Most patients will do well with surgery and recover uneventfully. Standard enterotomies and resection/anastomosis have a 10-15% complication rate when performed according to the literature. The most concerning complication is termed dehiscence (leaking of the intestinal suture line) and require another surgery to repair the area. Unfortunately, with more surgery required, the complication rate increases.

The best word of advice would be to attempt to identify possible foreign bodies and remove them them your pets reach. Some examples would be torn pieces of toys, squeakers from toys that have been removed, string/fishing line from cats, etc. However, if you do find your pets have the common signs – seek veterinary help right away.

An x-ray of a foreign body both in the stomach and within the intestines.

Minimally Invasive Surgery – Thoracoscopy

Thoracoscopy is the use of a rigid scope to evaluate the thoracic cavity. Typically this is performed in either dorsal recumbency (on their back) or lateral recumbency (on side) and involves an average of 3 portals. These patients typically experience a marked decrease in pain post-operatively when compared to a lateral thoracotomy or median sternotomy (open chest procedures).

Indications for thoracoscopy are as follows (not limited to): exploration of the thoracic cavity, pleural effusion of unknown origin, idiopathic pericardial effusion, lung resection, vascular ring anomaly, biopsies of the chest cavity, lymph node biopsy, pyothorax evaluation, etc. When appropriate, the major advantage is patient comfort, decreased morbidity, and in many cases better visualization. One of the most common reasons for thoracoscopy is pericardial effusion. This can be idiopathic, neoplastic or inflammatory. Therapy for pericardial effusions could include a pericardial window which can be done via thoracoscopy. Common risks with this procedure are as follows: herniation of the heart, fibrosis of the window, and continued hemorrhage.

Results of thoracoscopic pericardial windows are usually very successful when performed in the appropriate patient. It can provide long-term resolution in patients with idiopathic effusion and inflammatory disease. Quality of life can be improved in cases with cancer.

Overall, thoracoscopic procedures are increasing in popularity. The thought of being able to address surgical problems with minimal incision versus using large invasive incisions is very attractive. Please feel free to discuss these options with your veterinarian or veterinary surgeon.

Pericardial window being performed with Ligasure.

Minimally Invasive Surgery – 1

I hope everyone is having a great weekend! The next series of topics is join got focus on minimally invasive procedures. This is of particular interest of mine. There are multiple implications of this terms, I am going to focus on laparascopy, thoracoscopy and arthroscopy.

As medicine advances in both the human and veterinary world, we are starting to do more with less. What I mean is that through smaller incisions and better technology we address more and more surgical problems. The benefit of this is shorter hospital stays, decreased complication rte, decreased infection rates, and decreased soft tissue trauma and post-surgical pain. We are very lucky to have all this new technology available to us.
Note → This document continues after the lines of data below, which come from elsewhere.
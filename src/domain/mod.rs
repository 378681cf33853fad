//! Domain models and types for the patient registry.
//!
//! # Overview
//!
//! The domain layer provides:
//! - **Strongly-typed identifiers** ([`PatientId`])
//! - **The validated record model** ([`Patient`], [`PatientRecord`], [`Gender`])
//! - **Derived fields** ([`bmi::body_mass_index`], [`Verdict`])
//! - **The store snapshot** ([`PatientTable`]) and client views ([`MaterializedRecord`])
//! - **Error types** ([`RegistryError`], [`ValidationError`])
//! - **Result type alias** ([`Result`])
//!
//! # Validation
//!
//! Candidates are validated in one pass and every violation is reported:
//!
//! ```rust
//! use patient_registry::domain::Patient;
//! use serde_json::json;
//!
//! let err = Patient::from_json(&json!({"id": "P001", "age": 0})).unwrap_err();
//! assert!(err.has_field("name"));
//! assert!(err.has_field("age"));
//! ```

pub mod bmi;
pub mod errors;
pub mod ids;
pub mod patient;
pub mod result;
pub mod table;
pub mod view;

// Re-export commonly used types for convenience
pub use bmi::Verdict;
pub use errors::{FieldViolation, RegistryError, ValidationError, ViolationRule};
pub use ids::PatientId;
pub use patient::{Gender, Patient, PatientBuilder, PatientRecord};
pub use result::Result;
pub use table::PatientTable;
pub use view::MaterializedRecord;
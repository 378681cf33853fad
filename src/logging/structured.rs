//! Structured logging setup using tracing
//!
//! Console output is always on; an optional JSON file layer writes through a
//! non-blocking rolling appender.

use crate::config::LoggingConfig;
use crate::domain::{RegistryError, Result};
use tracing::Level;
use tracing_appender::non_blocking::WorkerGuard;
use tracing_appender::rolling::{RollingFileAppender, Rotation};
use tracing_subscriber::layer::SubscriberExt;
use tracing_subscriber::util::SubscriberInitExt;
use tracing_subscriber::{EnvFilter, Layer};

/// Log file name prefix inside `local_path`
const LOG_FILE_PREFIX: &str = "patient-registry.log";

/// Guard that must be kept alive for the duration of the program
/// to ensure logs are flushed properly
pub struct LoggingGuard {
    _file_guard: Option<WorkerGuard>,
}

impl LoggingGuard {
    fn new(file_guard: Option<WorkerGuard>) -> Self {
        Self {
            _file_guard: file_guard,
        }
    }
}

/// Initialize the logging system based on configuration
///
/// `RUST_LOG` takes precedence over `log_level_str` when set.
///
/// # Arguments
///
/// * `log_level_str` - Log level as a string (trace, debug, info, warn, error)
/// * `config` - Logging configuration
///
/// # Returns
///
/// A `LoggingGuard` that must be kept alive for the duration of the program
pub fn init_logging(log_level_str: &str, config: &LoggingConfig) -> Result<LoggingGuard> {
    let log_level = parse_log_level(log_level_str)?;

    let env_filter = || {
        EnvFilter::try_from_default_env().unwrap_or_else(|_| {
            EnvFilter::new(format!(
                "patient_registry={log_level},tower_http={log_level}"
            ))
        })
    };

    let mut layers = Vec::new();

    let console_layer = tracing_subscriber::fmt::layer()
        .with_target(true)
        .with_filter(env_filter());
    layers.push(console_layer.boxed());

    let file_guard = if config.local_enabled {
        std::fs::create_dir_all(&config.local_path).map_err(|e| {
            RegistryError::Configuration(format!(
                "Failed to create log directory {}: {}",
                config.local_path, e
            ))
        })?;

        let file_appender = RollingFileAppender::new(
            parse_rotation(&config.local_rotation),
            &config.local_path,
            LOG_FILE_PREFIX,
        );
        let (non_blocking, guard) = tracing_appender::non_blocking(file_appender);

        let file_layer = tracing_subscriber::fmt::layer()
            .json()
            .with_target(true)
            .with_thread_ids(true)
            .with_writer(non_blocking)
            .with_filter(env_filter());

        layers.push(file_layer.boxed());
        Some(guard)
    } else {
        None
    };

    tracing_subscriber::registry()
        .with(layers)
        .try_init()
        .map_err(|e| RegistryError::Configuration(format!("Failed to install logger: {e}")))?;

    tracing::debug!(
        local_enabled = config.local_enabled,
        local_path = %config.local_path,
        "Logging initialized"
    );

    Ok(LoggingGuard::new(file_guard))
}

/// Parse log level from string
fn parse_log_level(level_str: &str) -> Result<Level> {
    match level_str.to_lowercase().as_str() {
        "trace" => Ok(Level::TRACE),
        "debug" => Ok(Level::DEBUG),
        "info" => Ok(Level::INFO),
        "warn" => Ok(Level::WARN),
        "error" => Ok(Level::ERROR),
        _ => Err(RegistryError::Configuration(format!(
            "Invalid log level: {}. Must be one of: trace, debug, info, warn, error",
            level_str
        ))),
    }
}

fn parse_rotation(rotation: &str) -> Rotation {
    match rotation {
        "hourly" => Rotation::HOURLY,
        "never" => Rotation::NEVER,
        _ => Rotation::DAILY,
    }
}
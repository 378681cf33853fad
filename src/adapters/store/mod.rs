//! Persistence store layer
//!
//! This module provides a trait-based abstraction over the whole-document
//! patient store, with a JSON file backend and an in-memory backend.

pub mod factory;
pub mod json_file;
pub mod memory;
pub mod traits;

pub use factory::create_store;
pub use json_file::JsonFileStore;
pub use memory::MemoryStore;
pub use traits::PatientStore;
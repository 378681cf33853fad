//! Init command implementation
//!
//! This module implements the `init` command for generating a sample
//! configuration file.

use clap::Args;
use std::fs;
use std::path::Path;

/// Arguments for the init command
#[derive(Args, Debug)]
pub struct InitArgs {
    /// Path where to create the configuration file
    #[arg(short, long, default_value = "registry.toml")]
    pub output: String,

    /// Overwrite existing file
    #[arg(long)]
    pub force: bool,
}

impl InitArgs {
    /// Execute the init command
    pub async fn execute(&self) -> anyhow::Result<i32> {
        tracing::info!(output = %self.output, "Initializing configuration file");

        println!("📝 Initializing patient registry configuration");
        println!();

        if Path::new(&self.output).exists() && !self.force {
            println!("❌ Configuration file already exists: {}", self.output);
            println!("   Use --force to overwrite");
            return Ok(2); // Configuration error exit code
        }

        match fs::write(&self.output, Self::generate_config()) {
            Ok(_) => {
                println!("✅ Configuration file created: {}", self.output);
                println!();
                println!("Next steps:");
                println!("  1. Edit {} with your settings", self.output);
                println!("  2. Validate configuration: patient-registry validate-config");
                println!("  3. Start the server: patient-registry serve");
                println!();
                Ok(0)
            }
            Err(e) => {
                println!("❌ Failed to write configuration file");
                println!("   Error: {}", e);
                Ok(5) // Fatal error exit code
            }
        }
    }

    /// Sample configuration with every setting at its default
    fn generate_config() -> &'static str {
        r#"# Patient Registry Configuration

[application]
log_level = "info"  # trace | debug | info | warn | error

[server]
host = "127.0.0.1"
port = 8000
# Seconds to wait for in-flight requests after SIGINT/SIGTERM
shutdown_timeout_secs = 30

[store]
backend = "json"  # json | memory
# Use ${VAR} to pull values from the environment, e.g. "${REGISTRY_DATA_DIR}/patients.json"
path = "patients.json"
pretty = false

[logging]
# JSON log files in addition to console output
local_enabled = false
local_path = "./logs"
local_rotation = "daily"  # daily | hourly | never
"#
    }
}
//! Serve command implementation
//!
//! This module implements the `serve` command, which binds the HTTP server
//! and runs it until a shutdown signal arrives.

use crate::adapters::store::create_store;
use crate::api::registry_router;
use crate::config::{load_config_or_default, RegistryConfig};
use crate::core::registry::PatientRegistry;
use crate::log_error_with_context;
use clap::Args;
use std::time::Duration;
use tokio::net::TcpListener;
use tokio::sync::watch;

/// Arguments for the serve command
#[derive(Args, Debug, Default)]
pub struct ServeArgs {
    /// Interface to bind (overrides server.host)
    #[arg(long)]
    pub host: Option<String>,

    /// Port to bind (overrides server.port)
    #[arg(short, long)]
    pub port: Option<u16>,
}

impl ServeArgs {
    /// Execute the serve command
    pub async fn execute(
        &self,
        config_path: &str,
        shutdown_signal: watch::Receiver<bool>,
    ) -> anyhow::Result<i32> {
        let mut config = match load_config_or_default(config_path) {
            Ok(c) => c,
            Err(e) => {
                println!("❌ Failed to load configuration file");
                println!("   Error: {e}");
                return Ok(2); // Configuration error exit code
            }
        };
        self.apply_overrides(&mut config);

        let store = create_store(&config.store);
        let registry = PatientRegistry::new(store);
        let app = registry_router(registry.clone());

        let address = config.server.bind_address();
        let listener = match TcpListener::bind(&address).await {
            Ok(l) => l,
            Err(e) => {
                log_error_with_context!(&e, "Failed to bind HTTP listener");
                println!("❌ Failed to bind {address}");
                println!("   Error: {e}");
                return Ok(4); // Startup error exit code
            }
        };

        tracing::info!(
            address = %address,
            backend = registry.backend_name(),
            store_path = %config.store.path,
            "Patient registry listening"
        );
        println!("🚀 Patient registry listening on http://{address}");

        let mut graceful_signal = shutdown_signal.clone();
        let server = axum::serve(listener, app)
            .with_graceful_shutdown(async move { wait_for_shutdown(&mut graceful_signal).await });
        let mut server_task = tokio::spawn(async move { server.await });

        let mut shutdown_signal = shutdown_signal;
        let shutdown_timeout = Duration::from_secs(config.server.shutdown_timeout_secs);

        let outcome = tokio::select! {
            result = &mut server_task => result,
            _ = wait_for_shutdown(&mut shutdown_signal) => {
                tracing::info!(
                    timeout_secs = config.server.shutdown_timeout_secs,
                    "Waiting for in-flight requests to finish"
                );
                match tokio::time::timeout(shutdown_timeout, &mut server_task).await {
                    Ok(result) => result,
                    Err(_) => {
                        tracing::warn!("Shutdown timeout elapsed, aborting open connections");
                        server_task.abort();
                        return Ok(0);
                    }
                }
            }
        };

        match outcome {
            Ok(Ok(())) => {
                tracing::info!("Patient registry stopped");
                Ok(0)
            }
            Ok(Err(e)) => {
                log_error_with_context!(&e, "HTTP server failed");
                Ok(5) // Fatal error exit code
            }
            Err(e) => {
                log_error_with_context!(&e, "HTTP server task panicked");
                Ok(5)
            }
        }
    }

    fn apply_overrides(&self, config: &mut RegistryConfig) {
        if let Some(ref host) = self.host {
            config.server.host = host.clone();
        }
        if let Some(port) = self.port {
            config.server.port = port;
        }
    }
}

/// Resolves once the shutdown flag flips to `true`
async fn wait_for_shutdown(signal: &mut watch::Receiver<bool>) {
    loop {
        if *signal.borrow() {
            return;
        }
        if signal.changed().await.is_err() {
            // Sender gone; no signal can arrive any more
            std::future::pending::<()>().await;
        }
    }
}
//! HTTP surface of the registry
//!
//! Maps each endpoint onto a [`PatientRegistry`](crate::core::registry::PatientRegistry)
//! operation and every [`RegistryError`](crate::domain::RegistryError) onto a
//! status code and a structured JSON body.

pub mod error;
pub mod handlers;
pub mod router;

pub use error::ApiError;
pub use router::registry_router;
Here is a definition of the terms:

Laparascopy: Abdominal surgery being performed with a scope/camera via a small portal incision. Multiple other portals are made to introduce instruments. All procedures are performed within the abdominal cavity. Laparoscopic-assisted means that part of the procedure is done with cameras within the body cavity and part is done via small incisions outside of the abdomen.
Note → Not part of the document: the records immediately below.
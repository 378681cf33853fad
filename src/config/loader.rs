//! Configuration loader with TOML parsing and environment variable overrides

use super::schema::{RegistryConfig, StoreBackend};
use crate::domain::errors::RegistryError;
use crate::domain::result::Result;
use regex::Regex;
use std::fs;
use std::path::Path;

/// Loads configuration from a TOML file
///
/// This function:
/// 1. Reads the TOML file
/// 2. Performs environment variable substitution (${VAR} syntax)
/// 3. Parses the TOML into RegistryConfig
/// 4. Applies environment variable overrides (REGISTRY_* prefix)
/// 5. Validates the configuration
///
/// # Errors
///
/// Returns an error if:
/// - File cannot be read
/// - TOML parsing fails
/// - A referenced environment variable is not set
/// - Configuration validation fails
///
/// # Examples
///
/// ```no_run
/// use patient_registry::config::loader::load_config;
///
/// let config = load_config("registry.toml").expect("Failed to load config");
/// ```
pub fn load_config(path: impl AsRef<Path>) -> Result<RegistryConfig> {
    let path = path.as_ref();

    if !path.exists() {
        return Err(RegistryError::Configuration(format!(
            "Configuration file not found: {}",
            path.display()
        )));
    }

    let contents = fs::read_to_string(path).map_err(|e| {
        RegistryError::Configuration(format!(
            "Failed to read configuration file {}: {}",
            path.display(),
            e
        ))
    })?;

    let contents = substitute_env_vars(&contents)?;

    let config: RegistryConfig = toml::from_str(&contents)
        .map_err(|e| RegistryError::Configuration(format!("Failed to parse TOML: {}", e)))?;

    finish(config)
}

/// Loads configuration from `path` if it exists, otherwise starts from defaults
///
/// Environment overrides and validation apply either way, so a registry can
/// be run with no file at all.
///
/// # Errors
///
/// Returns an error if the file exists but is invalid, or if the effective
/// configuration fails validation.
pub fn load_config_or_default(path: impl AsRef<Path>) -> Result<RegistryConfig> {
    let path = path.as_ref();
    if path.exists() {
        load_config(path)
    } else {
        tracing::debug!(path = %path.display(), "No configuration file, using defaults");
        finish(RegistryConfig::default())
    }
}

fn finish(mut config: RegistryConfig) -> Result<RegistryConfig> {
    apply_env_overrides(&mut config)?;

    config.validate().map_err(|e| {
        RegistryError::Configuration(format!("Configuration validation failed: {}", e))
    })?;

    Ok(config)
}

/// Substitutes environment variables in the format ${VAR_NAME}
///
/// Comment lines are copied through untouched.
///
/// # Errors
///
/// Returns an error naming every referenced variable that is not set
fn substitute_env_vars(input: &str) -> Result<String> {
    let re = Regex::new(r"\$\{([A-Z_][A-Z0-9_]*)\}")
        .map_err(|e| RegistryError::Configuration(format!("Invalid substitution pattern: {}", e)))?;
    let mut lines = Vec::new();
    let mut missing_vars: Vec<String> = Vec::new();

    for line in input.lines() {
        if line.trim_start().starts_with('#') {
            lines.push(line.to_string());
            continue;
        }

        let mut processed_line = line.to_string();
        for cap in re.captures_iter(line) {
            let var_name = &cap[1];
            match std::env::var(var_name) {
                Ok(value) => {
                    let placeholder = format!("${{{}}}", var_name);
                    processed_line = processed_line.replace(&placeholder, &value);
                }
                Err(_) => {
                    if !missing_vars.iter().any(|v| v == var_name) {
                        missing_vars.push(var_name.to_string());
                    }
                }
            }
        }
        lines.push(processed_line);
    }

    if !missing_vars.is_empty() {
        return Err(RegistryError::Configuration(format!(
            "Missing required environment variables: {}",
            missing_vars.join(", ")
        )));
    }

    Ok(lines.join("\n"))
}

/// Applies environment variable overrides using the REGISTRY_* prefix
///
/// Variables follow the pattern `REGISTRY_<SECTION>_<KEY>`, for example
/// `REGISTRY_SERVER_PORT` or `REGISTRY_STORE_PATH`.
///
/// # Errors
///
/// Returns an error if an override holds a value that cannot be parsed
fn apply_env_overrides(config: &mut RegistryConfig) -> Result<()> {
    // Application overrides
    if let Ok(val) = std::env::var("REGISTRY_APPLICATION_LOG_LEVEL") {
        config.application.log_level = val;
    }

    // Server overrides
    if let Ok(val) = std::env::var("REGISTRY_SERVER_HOST") {
        config.server.host = val;
    }
    if let Ok(val) = std::env::var("REGISTRY_SERVER_PORT") {
        config.server.port = parse_override("REGISTRY_SERVER_PORT", &val)?;
    }
    if let Ok(val) = std::env::var("REGISTRY_SERVER_SHUTDOWN_TIMEOUT_SECS") {
        config.server.shutdown_timeout_secs =
            parse_override("REGISTRY_SERVER_SHUTDOWN_TIMEOUT_SECS", &val)?;
    }

    // Store overrides
    if let Ok(val) = std::env::var("REGISTRY_STORE_BACKEND") {
        config.store.backend = match val.to_lowercase().as_str() {
            "json" => StoreBackend::Json,
            "memory" => StoreBackend::Memory,
            other => {
                return Err(RegistryError::Configuration(format!(
                    "Invalid REGISTRY_STORE_BACKEND '{}'. Must be one of: json, memory",
                    other
                )))
            }
        };
    }
    if let Ok(val) = std::env::var("REGISTRY_STORE_PATH") {
        config.store.path = val;
    }
    if let Ok(val) = std::env::var("REGISTRY_STORE_PRETTY") {
        config.store.pretty = val.parse().unwrap_or(false);
    }

    // Logging overrides
    if let Ok(val) = std::env::var("REGISTRY_LOGGING_LOCAL_ENABLED") {
        config.logging.local_enabled = val.parse().unwrap_or(false);
    }
    if let Ok(val) = std::env::var("REGISTRY_LOGGING_LOCAL_PATH") {
        config.logging.local_path = val;
    }
    if let Ok(val) = std::env::var("REGISTRY_LOGGING_LOCAL_ROTATION") {
        config.logging.local_rotation = val;
    }

    Ok(())
}

fn parse_override<T: std::str::FromStr>(name: &str, value: &str) -> Result<T> {
    value.parse().map_err(|_| {
        RegistryError::Configuration(format!("Invalid value '{}' for {}", value, name))
    })
}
Thoracoscopy: Same definition as above, however this pertains to the chest or thorax. This is a very useful modality and is used to treat various cardiac, pulmonary (lung) and esophageal problems.
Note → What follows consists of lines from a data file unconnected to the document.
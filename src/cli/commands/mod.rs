//! CLI command implementations
//!
//! This module contains all CLI command implementations.

pub mod init;
pub mod serve;
pub mod status;
pub mod validate;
Arthroscopy: Same definition as above, however this is performed on the joints. This is a very common use in veterinary medicine and is thought to be the gold standard in joint evaluation. The most common joints evaluated through this are the elbows, shoulders and knees, however the wrists (carpi), ankles (hocks/tarsi), and hips can be evaluated. Just think, if you have an ACL injury, it is very common for you to have your knee scoped, why not your best friend?